Work task: In the data that follows, find the line with "keyed by kind"; transcribe it, every later line up to the one with "let json_data = match", and that line as well, exactly and with no others.

Input for this task:
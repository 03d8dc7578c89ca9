use anet_cloud::{RefreshPolicy, ResourceKind};
use serde_json::{Value, json};

/// `--cloudservers`, `--images`, `--plans`, `--ssh-keys` and `--all`:
/// raw resource data keyed by kind
pub async fn handle(
    policy: &mut RefreshPolicy<'_>,
    kind: Option<ResourceKind>,
) -> anyhow::Result<Value> {
    policy.load(kind).await?;

    let json_data = match kind {
        Some(kind) => json!({ kind.as_str(): policy.data().records(kind) }),
        None => serde_json::to_value(policy.data())?,
    };
    Ok(json_data)
}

Finished exercise:
/// raw resource data keyed by kind
pub async fn handle(
    policy: &mut RefreshPolicy<'_>,
    kind: Option<ResourceKind>,
) -> anyhow::Result<Value> {
    policy.load(kind).await?;

    let json_data = match kind {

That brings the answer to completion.